Multi-agent code review system that shows its work - specialised AI agents analyse PRs, then deliberate to produce unified feedback.
Most AI code review tools are a single LLM call with 'review this PR' as the prompt. Results are generic and hard to trust because you can't see the reasoning. Arbiter splits review into specialised agents with focused mandates. They analyse independently, then deliberate to resolve conflicts and produce unified feedback.
The deliberation transcript is visible. You can see exactly how agents reasoned and where they agreed or disagreed. That transparency is the difference between a tool that generates suggestions and one you actually trust.
Before agents see the code, a static analysis pipeline runs: ruff for linting, mypy for type checking, bandit for security scanning, radon for complexity metrics. Results are injected into each agent's context, grounding LLM analysis in concrete findings rather than pure pattern matching. This catches obvious issues deterministically so agents can focus on higher-level concerns.
Three agents, each with a focused mandate: Security (vulnerabilities, injection risks, auth issues, secret exposure), Style (consistency, naming, readability, project conventions), and Complexity (cyclomatic complexity, function length, abstraction depth, maintainability). Each gets the diff, static analysis results, and a specialised system prompt.
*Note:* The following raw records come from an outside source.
//! HTTP error taxonomy
//!
//! Every failure leaving the API carries a machine-distinguishable kind and
//! a human-readable message; nothing collapses into a generic success.

use axum::http::StatusCode;
use axum::response::{IntoResponse, Response};
use axum::Json;
use serde_json::json;

use crate::auth::resolver::ResolverError;
use crate::auth::signature::SignatureError;
use crate::auth::AuthError;
use crate::ledger::LedgerError;
use crate::recs::RecError;

#[derive(Debug, thiserror::Error)]
pub enum ApiError {
    /// Missing or malformed input; the caller corrects and resubmits.
    #[error("{0}")]
    Validation(String),

    #[error("{0}")]
    NotFound(String),

    /// Bad signature or missing/expired session.
    #[error("{0}")]
    Unauthorized(String),

    /// The account's key scheme cannot be verified by this server.
    #[error("Unsupported key type")]
    UnsupportedKeyType,

    /// Concurrent-update loss or an impossible lifecycle transition.
    #[error("{0}")]
    Conflict(String),

    /// The buyer's wallet must associate the token, then retry.
    #[error("Token not associated")]
    NotAssociated { token_id: String },

    /// Ledger operator credentials absent; service-level, not user-level.
    #[error("Ledger not configured")]
    NotConfigured,

    /// Ledger or key-lookup call failed.
    #[error("{0}")]
    External(String),

    #[error("{0}")]
    Internal(String),
}

impl IntoResponse for ApiError {
    fn into_response(self) -> Response {
        let (status, body) = match &self {
            ApiError::Validation(msg) => (
                StatusCode::BAD_REQUEST,
                json!({ "error": msg }),
            ),
            ApiError::NotFound(msg) => (
                StatusCode::NOT_FOUND,
                json!({ "error": msg }),
            ),
            ApiError::Unauthorized(msg) => (
                StatusCode::UNAUTHORIZED,
                json!({ "error": msg }),
            ),
            ApiError::UnsupportedKeyType => (
                StatusCode::BAD_REQUEST,
                json!({
                    "error": "Unsupported key type",
                    "message": "This account is not ED25519. Use an ED25519 account.",
                }),
            ),
            ApiError::Conflict(msg) => (
                StatusCode::CONFLICT,
                json!({ "error": msg }),
            ),
            ApiError::NotAssociated { token_id } => (
                StatusCode::CONFLICT,
                json!({
                    "error": "TOKEN_NOT_ASSOCIATED",
                    "message": "Associate the token in your wallet, then retry purchase.",
                    "tokenId": token_id,
                }),
            ),
            ApiError::NotConfigured => (
                StatusCode::SERVICE_UNAVAILABLE,
                json!({
                    "error": "Ledger not configured",
                    "message": "Set ledger.operator_id and ledger.operator_key in the node config",
                }),
            ),
            ApiError::External(msg) => (
                StatusCode::BAD_GATEWAY,
                json!({ "error": msg }),
            ),
            ApiError::Internal(msg) => (
                StatusCode::INTERNAL_SERVER_ERROR,
                json!({ "error": msg }),
            ),
        };
        (status, Json(body)).into_response()
    }
}

impl From<AuthError> for ApiError {
    fn from(err: AuthError) -> Self {
        match err {
            AuthError::InvalidNonce => ApiError::Validation("Invalid or expired nonce".to_string()),
            AuthError::UnsupportedKeyType => ApiError::UnsupportedKeyType,
            AuthError::VerificationFailed => {
                ApiError::Unauthorized("Signature verification failed".to_string())
            }
            AuthError::Signature(SignatureError::InvalidEncoding) => {
                ApiError::Validation("Invalid signature encoding".to_string())
            }
            AuthError::Signature(SignatureError::InvalidKeyEncoding) => {
                ApiError::External("Account key is not valid base64".to_string())
            }
            AuthError::Resolver(ResolverError::NotFound) => {
                ApiError::NotFound("Account not found".to_string())
            }
            AuthError::Resolver(ResolverError::NoKey) => {
                ApiError::NotFound("Public key not found for account".to_string())
            }
            AuthError::Resolver(ResolverError::Lookup(msg)) => ApiError::External(msg),
        }
    }
}

impl From<RecError> for ApiError {
    fn from(err: RecError) -> Self {
        match err {
            RecError::NotFound => ApiError::NotFound("REC not found".to_string()),
            RecError::NotMinted => {
                ApiError::Conflict("REC has no on-ledger token".to_string())
            }
            RecError::InvalidState(msg) => ApiError::Conflict(msg),
            RecError::NotAssociated { token_id } => ApiError::NotAssociated { token_id },
            RecError::RetireFailed { .. } => ApiError::Internal(err.to_string()),
            RecError::Ledger(LedgerError::NotConfigured) => ApiError::NotConfigured,
            RecError::Ledger(other) => ApiError::External(other.to_string()),
            RecError::Storage(e) => ApiError::Internal(e.to_string()),
        }
    }
}

#[cfg(test)]
mod tests {
    use super::*;

    #[test]
    fn test_not_associated_maps_to_conflict() {
        let err: ApiError = RecError::NotAssociated {
            token_id: "0.0.5001".to_string(),
        }
        .into();
        let response = err.into_response();
        assert_eq!(response.status(), StatusCode::CONFLICT);
    }

    #[test]
    fn test_not_configured_maps_to_service_unavailable() {
        let err: ApiError = RecError::Ledger(LedgerError::NotConfigured).into();
        let response = err.into_response();
        assert_eq!(response.status(), StatusCode::SERVICE_UNAVAILABLE);
    }

    #[test]
    fn test_auth_failures_map_distinctly() {
        let invalid: ApiError = AuthError::InvalidNonce.into();
        assert_eq!(invalid.into_response().status(), StatusCode::BAD_REQUEST);

        let failed: ApiError = AuthError::VerificationFailed.into();
        assert_eq!(failed.into_response().status(), StatusCode::UNAUTHORIZED);

        let unsupported: ApiError = AuthError::UnsupportedKeyType.into();
        assert_eq!(unsupported.into_response().status(), StatusCode::BAD_REQUEST);
    }
}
Independence matters: agents don't see each other's initial analysis. This prevents groupthink and produces genuinely different perspectives. LiteLLM provides model-agnostic LLM access, so swapping models doesn't require changing agent code.
After independent analysis, agents enter a deliberation round. Each sees the others' findings and can agree, disagree, or add context. The system synthesises deliberation into a unified review with consensus ratings.
Conflicts are surfaced explicitly: if Security flags something that Style thinks is fine, both perspectives are shown with reasoning. The full deliberation transcript is stored and browsable. You see why a recommendation was made, not just what it recommends. This is what makes it different from single-prompt review tools.
GitHub and GitLab webhook integration. Push a PR, review starts automatically. Results are posted as PR comments with a summary and per-file annotations. A React dashboard lets you explore reviews: filter by project, severity, agent, or time range.
Cost controls keep things practical: token budgets per review, and response caching for unchanged files between pushes to the same PR. Redis handles job queuing and caching, PostgreSQL stores reviews, deliberation transcripts, and cost tracking.
FastAPI webhook receiver queues reviews in Redis. A worker process runs the static analysis pre-pass (ruff, mypy, bandit, radon), then dispatches to three specialised LLM agents via LiteLLM. Agents analyse the diff independently, then enter a deliberation round where they see each other's findings. The deliberation and final review are stored in PostgreSQL. Results are posted back to GitHub/GitLab as PR comments and surfaced through a React dashboard.
Static analysis pre-pass (ruff, mypy, bandit, radon)
Specialised LLM agents for security, style, and complexity
Deliberation step shows how agents reached their conclusions
GitHub/GitLab webhook integration
React dashboard for review exploration
Cost controls with token budgets and caching
Running agents independently before deliberation was more important than I expected. Early versions had agents reviewing sequentially, and later agents just agreed with earlier ones. Independence produces genuinely different perspectives.
The static analysis pre-pass grounds LLM analysis in concrete findings. Without it, agents would sometimes hallucinate issues that a linter could have definitively confirmed or denied.
Token budgets per review turned out to be essential. Without them, a large PR could burn through a day's API budget in a single review. Caching unchanged files between pushes to the same PR cut costs significantly.
Showing the deliberation transcript is the feature that builds trust. When you can see that Security flagged an issue and Style agreed but Complexity pushed back, the final recommendation feels reasoned rather than opaque.